ARETHA FRANKLIN HONORED FOR THE NEW YORK TIMES

As part of their weekly #BehindTheCover series, the New York Times featured Aretha Franklin in their annual The Lives They Lived issue. Drawn by Toyin Ojih Odutola, the beautiful sketch features Aretha mid-song, etched in ballpoint pen.

The Nigerian-bred artist, according to her site, “creates multimedia drawings on various surfaces investing formulaic representations and how such images can be unreliavle and socially-coded.” Her work has been featured in the Mississippi Museum of Art, Whitney Museum of American Art, Museum of Modern Art, and more.

On Instagram, the artist shared the importance of this moment. “I took this opportunity deeply to heart, which is why I decided to go back to my roots and work with pen, a tool that sparked my love for art making,” she wrote. “She is captured mid-song, to emphasize the vitality, freedom and vulnerability emblematic of a woman who truly redefined an art form and created a new language of expression that was hers to claim and she thoroughly enjoyed. I hope you all hear her unmistakable and inspiring voice when you see the portrait as I did while drawing it.”
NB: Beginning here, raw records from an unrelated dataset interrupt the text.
/// Authentication endpoints
///
/// # Endpoints
///
/// - `POST /v1/auth/register` - Create a business account and its first admin
/// - `POST /v1/auth/login` - Login and get tokens
/// - `POST /v1/auth/refresh` - Exchange a refresh token for a new access token
/// - `GET /v1/auth/me` - Current user, account and plan

use crate::{
    app::AppState,
    error::{ApiError, ApiResult},
};
use axum::{extract::State, http::StatusCode, Extension, Json};
use controly_shared::{
    auth::{
        jwt::{self, Claims, TokenType},
        middleware::AuthContext,
        password,
    },
    models::{
        business_account::{BusinessAccount, CreateBusinessAccount},
        plan::Plan,
        user::{CreateUser, User, UserRole},
    },
};
use serde::{Deserialize, Serialize};
use validator::Validate;

/// Register request
#[derive(Debug, Deserialize, Validate)]
#[serde(rename_all = "camelCase")]
pub struct RegisterRequest {
    #[validate(email(message = "Invalid email format"))]
    pub email: String,

    /// Password (also checked for strength)
    #[validate(length(min = 8, message = "Password must be at least 8 characters"))]
    pub password: String,

    #[validate(length(max = 255, message = "Name must be at most 255 characters"))]
    pub name: Option<String>,

    #[validate(length(min = 1, max = 255, message = "Account name must be 1-255 characters"))]
    pub account_name: String,
}

/// Login request
#[derive(Debug, Deserialize, Validate)]
#[serde(rename_all = "camelCase")]
pub struct LoginRequest {
    #[validate(email(message = "Invalid email format"))]
    pub email: String,

    pub password: String,
}

/// Refresh token request
#[derive(Debug, Deserialize)]
#[serde(rename_all = "camelCase")]
pub struct RefreshRequest {
    pub refresh_token: String,
}

/// Issued token pair
#[derive(Debug, Serialize)]
#[serde(rename_all = "camelCase")]
pub struct TokenPair {
    /// Access token (24h)
    pub access_token: String,

    /// Refresh token (30d)
    pub refresh_token: String,

    /// Access token lifetime in seconds
    pub expires_in: i64,
}

/// Register/login response
#[derive(Debug, Serialize)]
#[serde(rename_all = "camelCase")]
pub struct AuthResponse {
    pub user: User,

    pub account: Option<BusinessAccount>,

    #[serde(flatten)]
    pub tokens: TokenPair,
}

/// Refresh response
#[derive(Debug, Serialize)]
#[serde(rename_all = "camelCase")]
pub struct RefreshResponse {
    pub access_token: String,
    pub expires_in: i64,
}

/// Current user response
#[derive(Debug, Serialize)]
#[serde(rename_all = "camelCase")]
pub struct MeResponse {
    pub user: User,
    pub account: Option<BusinessAccount>,
    pub plan: Option<Plan>,
}

fn issue_tokens(user: &User, secret: &str) -> ApiResult<TokenPair> {
    let access_claims = Claims::for_user(user, TokenType::Access);
    let refresh_claims = Claims::for_user(user, TokenType::Refresh);

    Ok(TokenPair {
        access_token: jwt::create_token(&access_claims, secret)?,
        refresh_token: jwt::create_token(&refresh_claims, secret)?,
        expires_in: TokenType::Access.default_expiration().num_seconds(),
    })
}

/// Registers a business account
///
/// Creates the account on the default plan and its first user as
/// `BUSINESS_ADMIN`, in one transaction. Without a default plan the account
/// is created without one and every module is unavailable until a plan is
/// chosen.
///
/// ```text
/// POST /v1/auth/register
///
/// { "email": "owner@acme.test", "password": "SecurePass123",
///   "name": "Jane", "accountName": "Acme Inc" }
/// ```
///
/// # Errors
///
/// - `422 Unprocessable Entity`: Validation failed
/// - `409 Conflict`: Email already exists
pub async fn register(
    State(state): State<AppState>,
    Json(req): Json<RegisterRequest>,
) -> ApiResult<(StatusCode, Json<AuthResponse>)> {
    req.validate()?;

    password::validate_password_strength(&req.password)
        .map_err(|e| ApiError::invalid_field("password", e))?;

    let password_hash = password::hash_password(&req.password)?;

    let mut tx = state.db.begin().await?;

    let plan = Plan::find_default(&mut *tx).await?;
    if plan.is_none() {
        tracing::warn!("No default plan configured; registering account without a plan");
    }

    let account = BusinessAccount::create(
        &mut *tx,
        CreateBusinessAccount {
            name: req.account_name.trim().to_string(),
            plan_id: plan.as_ref().map(|p| p.id),
        },
    )
    .await?;

    let user = User::create(
        &mut *tx,
        CreateUser {
            business_account_id: Some(account.id),
            email: req.email,
            password_hash,
            name: req.name,
            role: UserRole::BusinessAdmin,
        },
    )
    .await?;

    tx.commit().await?;

    tracing::info!(
        account_id = %account.id,
        user_id = %user.id,
        plan = plan.as_ref().map(|p| p.name.as_str()),
        "Business account registered"
    );

    let tokens = issue_tokens(&user, state.jwt_secret())?;

    Ok((
        StatusCode::CREATED,
        Json(AuthResponse {
            user,
            account: Some(account),
            tokens,
        }),
    ))
}

/// Authenticates a user and returns JWT tokens
///
/// ```text
/// POST /v1/auth/login
///
/// { "email": "owner@acme.test", "password": "SecurePass123" }
/// ```
///
/// # Errors
///
/// - `401 Unauthorized`: Invalid credentials or deactivated user
pub async fn login(
    State(state): State<AppState>,
    Json(req): Json<LoginRequest>,
) -> ApiResult<Json<AuthResponse>> {
    req.validate()?;

    let invalid = || ApiError::Unauthorized("Invalid email or password".to_string());

    let user = User::find_by_email(&state.db, &req.email)
        .await?
        .ok_or_else(invalid)?;

    if !password::verify_password(&req.password, &user.password_hash)? {
        return Err(invalid());
    }

    if !user.is_active {
        return Err(ApiError::Unauthorized("User is deactivated".to_string()));
    }

    User::update_last_login(&state.db, user.id).await?;

    let account = match user.business_account_id {
        Some(account_id) => BusinessAccount::find_by_id(&state.db, account_id).await?,
        None => None,
    };

    let tokens = issue_tokens(&user, state.jwt_secret())?;

    Ok(Json(AuthResponse {
        user,
        account,
        tokens,
    }))
}

/// Exchanges a refresh token for a new access token
///
/// The user is reloaded so the new token carries their current role and
/// account; deleted or deactivated users are refused.
///
/// # Errors
///
/// - `401 Unauthorized`: Invalid or expired refresh token, unknown user
pub async fn refresh(
    State(state): State<AppState>,
    Json(req): Json<RefreshRequest>,
) -> ApiResult<Json<RefreshResponse>> {
    let claims = jwt::validate_refresh_token(&req.refresh_token, state.jwt_secret())?;

    let user = User::find_by_id(&state.db, claims.sub)
        .await?
        .filter(|user| user.is_active)
        .ok_or_else(|| ApiError::Unauthorized("User no longer active".to_string()))?;

    let access_claims = Claims::for_user(&user, TokenType::Access);

    Ok(Json(RefreshResponse {
        access_token: jwt::create_token(&access_claims, state.jwt_secret())?,
        expires_in: TokenType::Access.default_expiration().num_seconds(),
    }))
}

/// Returns the current user with their account and plan
pub async fn me(
    State(state): State<AppState>,
    Extension(auth): Extension<AuthContext>,
) -> ApiResult<Json<MeResponse>> {
    let user = User::find_by_id(&state.db, auth.user_id)
        .await?
        .ok_or_else(|| ApiError::NotFound("User not found".to_string()))?;

    let account = match user.business_account_id {
        Some(account_id) => BusinessAccount::find_by_id(&state.db, account_id).await?,
        None => None,
    };

    let plan = match account.as_ref().and_then(|a| a.plan_id) {
        Some(plan_id) => Plan::find_by_id(&state.db, plan_id).await?,
        None => None,
    };

    Ok(Json(MeResponse { user, account, plan }))
}

#[cfg(test)]
mod tests {
    use super::*;

    #[test]
    fn test_register_request_validation() {
        let req = RegisterRequest {
            email: "not-an-email".to_string(),
            password: "short".to_string(),
            name: None,
            account_name: String::new(),
        };

        let errors = req.validate().unwrap_err();
        let fields = errors.field_errors();
        assert!(fields.contains_key("email"));
        assert!(fields.contains_key("password"));
        assert!(fields.contains_key("account_name"));
    }

    #[test]
    fn test_register_request_camel_case() {
        let req: RegisterRequest = serde_json::from_value(serde_json::json!({
            "email": "owner@acme.test",
            "password": "SecurePass123",
            "accountName": "Acme"
        }))
        .unwrap();

        assert_eq!(req.account_name, "Acme");
        assert!(req.validate().is_ok());
    }
}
https://www.instagram.com/p/Bq3JEdVHdNC/?utm_source=ig_web_copy_link

Toyin told The New York TimesThe cover portrait captures her midsong. She let her voice spring forth with such freedom and vulnerabilty — there are performances from the ’70s where the way she would sing while playing the piano was just unreal. She’s sounding almost, at some points, like she couldn’t control it. I wanted us to feel that.”